Love is a Risk True Crime Short Story by E.W. Count
Love is a Risk
by E.W. Count
Page 5 of 5
Paolucci did not give up where the Caddy was, because he did not
know, but the witness did know where Lifrieri had done the murders.
Crime Scene was called to Viola's coffee warehouse, and they recovered
blood evidence in the very closet Paolucci described. He also told the
detectives how Lifrieri had lured the younger woman to Blue Chip with
a promise to pay her back. . . and how, before very long, the mother
had followed her daughter there -- only to meet the same horrible
fate.
The detectives still had no clue to the bodies' location. The
Caddy had remained where the junkie had parked it, until an odor made
it unwelcome. Viola told Lifrieri, "Get rid of the car." Mob guys
often push cars into the water, and Paolucci offered Tomasulo a likely
location on the Brooklyn waterfront. As soon as the detective could,
he called the NYPD scuba team to do a search. No Caddy.

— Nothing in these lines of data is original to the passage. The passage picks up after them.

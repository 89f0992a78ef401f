//! Module loader using wasmtime
//!
//! Every module gets its own [`ModuleContext`]: a private `Store` with its own
//! fuel budget and linear memory, instantiated against an empty linker. A
//! context can be dropped on its own without touching any other module, which
//! is what makes hot replacement and unload possible.
//!
//! ```text
//! persisted .wasm ──► ModuleLoader::load ──► ModuleContext
//!                                                │
//!                      ModuleLoader::resolve_capability
//!                                                │
//!                                                ▼
//!                                          LoadedModule ──► execute(command)
//!                                                │
//!                                                └──► unload(self)
//! ```

use keel_plugin_api::{
    unpack_ptr_len, ExecuteResult, PluginManifest, API_VERSION, EXPORT_ALLOC, EXPORT_DEALLOC,
    EXPORT_EXECUTE, EXPORT_MANIFEST, EXPORT_MEMORY, EXPORT_RELEASE,
};
use std::path::{Path, PathBuf};
use thiserror::Error;
use wasmtime::*;

/// Errors that can occur during module loading and execution
#[derive(Debug, Error)]
pub enum LoaderError {
    #[error("Engine creation failed: {0}")]
    EngineCreation(#[source] anyhow::Error),

    #[error("Failed to read module file {path}: {source}")]
    Io {
        path: PathBuf,
        #[source]
        source: std::io::Error,
    },

    #[error("Invalid module binary: {0}")]
    InvalidModule(#[source] anyhow::Error),

    #[error("Module compilation failed: {0}")]
    ModuleCompilation(#[source] anyhow::Error),

    #[error("Instantiation failed: {0}")]
    Instantiation(#[source] anyhow::Error),

    #[error("No capability implementation: missing export '{0}'")]
    NoImplementation(&'static str),

    #[error("Function call failed: {function} - {source}")]
    FunctionCall {
        function: &'static str,
        #[source]
        source: anyhow::Error,
    },

    #[error("API version mismatch: expected {expected}, got {actual}")]
    ApiVersionMismatch { expected: u32, actual: u32 },

    #[error("Deserialization failed: {0}")]
    Deserialization(#[source] rmp_serde::decode::Error),

    #[error("Memory access error: {0}")]
    MemoryAccess(String),

    #[error("Store configuration failed: {0}")]
    StoreConfig(String),

    #[error("Fuel exhausted (CPU limit exceeded)")]
    FuelExhausted,
}

/// Resource limits applied to every module context
#[derive(Debug, Clone)]
pub struct LoaderConfig {
    /// Fuel per call into the module (CPU limit)
    pub fuel_limit: u64,

    /// Maximum WASM stack size in bytes
    pub max_stack_size: usize,
}

impl Default for LoaderConfig {
    fn default() -> Self {
        Self {
            fuel_limit: 10_000_000,
            max_stack_size: 1024 * 1024, // 1MB
        }
    }
}

/// Compiles modules and resolves their capability entry points
pub struct ModuleLoader {
    engine: Engine,
    config: LoaderConfig,
}

/// An isolated execution context for exactly one module
///
/// Owns the store and instance. Dropping it releases the module's memory and
/// compiled code; nothing else holds a reference to them.
pub struct ModuleContext {
    store: Store<()>,
    instance: Instance,
    path: PathBuf,
}

impl ModuleContext {
    /// Path of the persisted binary this context was created from
    pub fn path(&self) -> &Path {
        &self.path
    }
}

/// A module whose capability has been resolved and is ready to execute
pub struct LoadedModule {
    manifest: PluginManifest,
    context: ModuleContext,
    memory: Memory,
    alloc_fn: TypedFunc<i32, i32>,
    dealloc_fn: TypedFunc<(i32, i32), ()>,
    execute_fn: TypedFunc<(i32, i32), i64>,
    release_fn: Option<TypedFunc<(), ()>>,
    fuel_limit: u64,
}

impl ModuleLoader {
    /// Create a new module loader
    pub fn new(config: LoaderConfig) -> Result<Self, LoaderError> {
        let mut engine_config = Config::new();
        engine_config.consume_fuel(true);
        engine_config.max_wasm_stack(config.max_stack_size);
        engine_config.wasm_memory64(false);

        let engine = Engine::new(&engine_config).map_err(LoaderError::EngineCreation)?;

        Ok(Self { engine, config })
    }

    /// Check that `bytes` is a well-formed module for this engine
    pub fn validate(&self, bytes: &[u8]) -> Result<(), LoaderError> {
        Module::validate(&self.engine, bytes).map_err(LoaderError::InvalidModule)
    }

    /// Load a persisted module into a fresh, isolated context
    pub fn load(&self, path: &Path) -> Result<ModuleContext, LoaderError> {
        let bytes = std::fs::read(path).map_err(|source| LoaderError::Io {
            path: path.to_path_buf(),
            source,
        })?;
        self.validate(&bytes)?;

        let module =
            Module::from_binary(&self.engine, &bytes).map_err(LoaderError::ModuleCompilation)?;

        let mut store = Store::new(&self.engine, ());
        store
            .set_fuel(self.config.fuel_limit)
            .map_err(|e| LoaderError::StoreConfig(format!("Failed to set fuel: {}", e)))?;

        // No host imports: a module can only use what it carries itself.
        let linker: Linker<()> = Linker::new(&self.engine);
        let instance = linker
            .instantiate(&mut store, &module)
            .map_err(LoaderError::Instantiation)?;

        tracing::debug!(path = %path.display(), "Module context created");

        Ok(ModuleContext {
            store,
            instance,
            path: path.to_path_buf(),
        })
    }

    /// Resolve the well-known entry points and read the module's manifest
    ///
    /// On failure the context is dropped, which disposes it.
    pub fn resolve_capability(&self, context: ModuleContext) -> Result<LoadedModule, LoaderError> {
        let mut context = context;
        let instance = context.instance;
        let store = &mut context.store;

        let memory = instance
            .get_memory(&mut *store, EXPORT_MEMORY)
            .ok_or(LoaderError::NoImplementation(EXPORT_MEMORY))?;

        let alloc_fn = instance
            .get_typed_func::<i32, i32>(&mut *store, EXPORT_ALLOC)
            .map_err(|_| LoaderError::NoImplementation(EXPORT_ALLOC))?;

        let dealloc_fn = instance
            .get_typed_func::<(i32, i32), ()>(&mut *store, EXPORT_DEALLOC)
            .map_err(|_| LoaderError::NoImplementation(EXPORT_DEALLOC))?;

        let manifest_fn = instance
            .get_typed_func::<(), i64>(&mut *store, EXPORT_MANIFEST)
            .map_err(|_| LoaderError::NoImplementation(EXPORT_MANIFEST))?;

        let execute_fn = instance
            .get_typed_func::<(i32, i32), i64>(&mut *store, EXPORT_EXECUTE)
            .map_err(|_| LoaderError::NoImplementation(EXPORT_EXECUTE))?;

        let release_fn = instance
            .get_typed_func::<(), ()>(&mut *store, EXPORT_RELEASE)
            .ok();

        store
            .set_fuel(self.config.fuel_limit)
            .map_err(|e| LoaderError::StoreConfig(format!("Failed to set fuel: {}", e)))?;

        let packed = manifest_fn
            .call(&mut *store, ())
            .map_err(|e| call_error(EXPORT_MANIFEST, e))?;
        let (ptr, len) = unpack_ptr_len(packed);

        let manifest_bytes = read_memory(store, &memory, ptr, len)?;
        let manifest: PluginManifest =
            rmp_serde::from_slice(&manifest_bytes).map_err(LoaderError::Deserialization)?;

        if manifest.api_version != API_VERSION {
            return Err(LoaderError::ApiVersionMismatch {
                expected: API_VERSION,
                actual: manifest.api_version,
            });
        }

        if let Err(e) = dealloc_fn.call(&mut *store, (ptr, len)) {
            tracing::warn!(error = %e, "Failed to deallocate manifest memory");
        }

        Ok(LoadedModule {
            manifest,
            context,
            memory,
            alloc_fn,
            dealloc_fn,
            execute_fn,
            release_fn,
            fuel_limit: self.config.fuel_limit,
        })
    }
}

impl LoadedModule {
    /// Manifest declared by the module
    pub fn manifest(&self) -> &PluginManifest {
        &self.manifest
    }

    /// Path of the persisted binary backing this module
    pub fn path(&self) -> &Path {
        self.context.path()
    }

    /// Execute a command inside the module
    pub fn execute(&mut self, command: &str) -> Result<ExecuteResult, LoaderError> {
        let store = &mut self.context.store;

        // Reset fuel for execution
        store
            .set_fuel(self.fuel_limit)
            .map_err(|e| LoaderError::StoreConfig(format!("Failed to set fuel: {}", e)))?;

        let command_bytes = command.as_bytes();
        let command_len: i32 = command_bytes.len().try_into().map_err(|_| {
            LoaderError::MemoryAccess(format!(
                "Command too large: {} bytes exceeds i32::MAX",
                command_bytes.len()
            ))
        })?;

        let command_ptr = self
            .alloc_fn
            .call(&mut *store, command_len)
            .map_err(|e| call_error(EXPORT_ALLOC, e))?;

        // plugin_alloc signals failure with a null pointer
        if command_ptr < 0 || (command_ptr == 0 && command_len > 0) {
            return Err(LoaderError::MemoryAccess(format!(
                "Invalid allocation pointer: {}",
                command_ptr
            )));
        }

        self.memory
            .write(&mut *store, command_ptr as usize, command_bytes)
            .map_err(|e| LoaderError::MemoryAccess(format!("Failed to write command: {}", e)))?;

        let packed = self
            .execute_fn
            .call(&mut *store, (command_ptr, command_len))
            .map_err(|e| call_error(EXPORT_EXECUTE, e))?;

        let (result_ptr, result_len) = unpack_ptr_len(packed);
        let result_bytes = read_memory(store, &self.memory, result_ptr, result_len)?;
        let result: ExecuteResult =
            rmp_serde::from_slice(&result_bytes).map_err(LoaderError::Deserialization)?;

        if let Err(e) = self.dealloc_fn.call(&mut *store, (command_ptr, command_len)) {
            tracing::warn!(error = %e, "Failed to deallocate command memory");
        }
        if let Err(e) = self.dealloc_fn.call(&mut *store, (result_ptr, result_len)) {
            tracing::warn!(error = %e, "Failed to deallocate result memory");
        }

        Ok(result)
    }

    /// Release the module and tear down its context
    ///
    /// Runs the guest's `plugin_release` hook when exported. Consumes the
    /// module so no call can reach it afterwards.
    pub fn unload(mut self) {
        if let Some(release_fn) = self.release_fn.take() {
            let store = &mut self.context.store;
            let released = store
                .set_fuel(self.fuel_limit)
                .and_then(|_| release_fn.call(&mut *store, ()));
            if let Err(e) = released {
                tracing::warn!(
                    plugin = %self.manifest.name,
                    error = %e,
                    "Module release hook failed"
                );
            }
        }

        tracing::debug!(
            plugin = %self.manifest.name,
            path = %self.context.path.display(),
            "Module context released"
        );
    }
}

fn call_error(function: &'static str, e: anyhow::Error) -> LoaderError {
    if e.downcast_ref::<Trap>()
        .is_some_and(|t| *t == Trap::OutOfFuel)
    {
        LoaderError::FuelExhausted
    } else {
        LoaderError::FunctionCall {
            function,
            source: e,
        }
    }
}

fn read_memory(
    store: &Store<()>,
    memory: &Memory,
    ptr: i32,
    len: i32,
) -> Result<Vec<u8>, LoaderError> {
    if ptr < 0 || len < 0 {
        return Err(LoaderError::MemoryAccess(format!(
            "Invalid pointer/length: ptr={}, len={}",
            ptr, len
        )));
    }
    let (ptr, len) = (ptr as usize, len as usize);
    let data = memory.data(store);
    let end = ptr.checked_add(len).ok_or_else(|| {
        LoaderError::MemoryAccess(format!("Integer overflow: ptr={}, len={}", ptr, len))
    })?;
    if end > data.len() {
        return Err(LoaderError::MemoryAccess(format!(
            "Out of bounds: ptr={}, len={}, memory_size={}",
            ptr,
            len,
            data.len()
        )));
    }
    Ok(data[ptr..end].to_vec())
}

To try a murder, prosecutors really like to have a body -- at the
very least, proof of death under violent circumstances. The Brooklyn
DA needed proof that the blood found in Blue Chip's closet was
Rosemary's. Her father, Gerald Vasquez, gave the detectives a sample
of his blood for DNA comparison with the crime scene blood. The
delicate DNA lab tests were completed over the summer, and came back a
positive match.
"In a rare move for a murder case," reported the Daily News on
Tuesday, September 17, 1991, "Lifrieri was arrested, even though the
bodies have not been recovered." Cadieux had asked The News reporter
to emphasize that point; other media noted it, as well. The PI was
sure that someone would come forward with information.
On the night of the collar, Lifrieri denied the crimes to the
arresting detectives, and lied again about what he had done with his
Caddy Fleetwood. Lifrieri occupied the prisoners' cell adjacent to the
squad room at Brooklyn South Homicide. Det. Tomasulo and the
informant, Paolucci, put their heads together. Paolucci, "under arrest
as an accessory," would be thrown in the cell with Lifrieri, and would
tell Lifrieri to do the right thing. "I don't wanna go for two
murders! Tell them where you put your car." Hours later, when Tomasulo
released Paolucci, the junkie did not say where the car was, but he
told Billy Jack, "Not to worry -- you'll find it. . . "
Before midnight that same Tuesday night, September 17, the
577-TIPS line rang at 1 Police Plaza, in the Crime Stoppers squad
office. Referring to The News article, the anonymous tipster gave an
address only blocks from Lifrieri's home. The bodies, the tipster
said, were in the trunk of a car, parked in an open air lot in the Bay
Ridge section of South Brooklyn. It was too late for the next day's
papers, but on Thursday, shots of the gray Cadillac were featured --
along with the bizarre news that since April, 1990, Lifrieri had been
paying to park the car -- a hundred dollars per month. Why he kept the
bodies is an abiding mystery.


In New York City, the Crime Stoppers squad advertises rewards of
up to a thousand dollars if a caller's tip pans out. Anonymity is key:
the caller gets an ID number, and never need give a name to collect
the money. The identity of the hotline caller will never be known.
Well, not for sure. The junkie has since died of AIDS. But, Det.
Tomasulo contends, "Of course, Paolucci knew the hotline and he knew
their rewards are plenty more than we could pay him. . . ."
In 1988, the year Rose Santoro and her daughter died at Lifrieri's
hands, more than two percent of all New York City murders were
committed by spouses (legally married, or common law) who killed their
partners. Rose Santoro never should have put aside her fear of sharing
her daughter with any man. Indeed, the story and statistics confirm
what the mother had always known, love is a risk.